** Opening Entries supplied block **

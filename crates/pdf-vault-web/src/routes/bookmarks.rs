//! Bookmark routes - per-caller reading positions.

use axum::{
    Json,
    extract::{Path, Query, State},
};
use pdf_vault_core::Bookmark;
use std::sync::Arc;

use super::BookmarkQuery;
use crate::helpers::{ApiResponse, ClientId, RouteResult};
use crate::state::AppState;

/// Create or move the caller's bookmark for a document.
pub async fn add_bookmark(
    State(state): State<Arc<AppState>>,
    Path(document_id): Path<u64>,
    Query(query): Query<BookmarkQuery>,
    ClientId(user): ClientId,
) -> RouteResult<Json<ApiResponse<Bookmark>>> {
    let bookmark =
        state
            .service
            .add_bookmark(document_id, &user, query.page, query.name.as_deref())?;
    Ok(ApiResponse::ok_with_message("Bookmark saved", bookmark))
}

pub async fn get_bookmark(
    State(state): State<Arc<AppState>>,
    Path(document_id): Path<u64>,
    ClientId(user): ClientId,
) -> RouteResult<Json<ApiResponse<Bookmark>>> {
    Ok(ApiResponse::ok(state.service.bookmark_for(&user, document_id)?))
}

pub async fn remove_bookmark(
    State(state): State<Arc<AppState>>,
    Path(document_id): Path<u64>,
    ClientId(user): ClientId,
) -> RouteResult<Json<ApiResponse<()>>> {
    let message = if state.service.remove_bookmark(&user, document_id)? {
        "Bookmark removed"
    } else {
        "No bookmark to remove"
    };
    Ok(ApiResponse::message(message))
}

/// The caller's bookmarks, most recent first.
pub async fn list_bookmarks(
    State(state): State<Arc<AppState>>,
    ClientId(user): ClientId,
) -> RouteResult<Json<ApiResponse<Vec<Bookmark>>>> {
    Ok(ApiResponse::ok(state.service.user_bookmarks(&user)?))
}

** Closing Entries supplied block **

== Task instructions ==
Looking at the listing above, how many of its lines contain "routes"? Say only the number.

== Task solution ==
2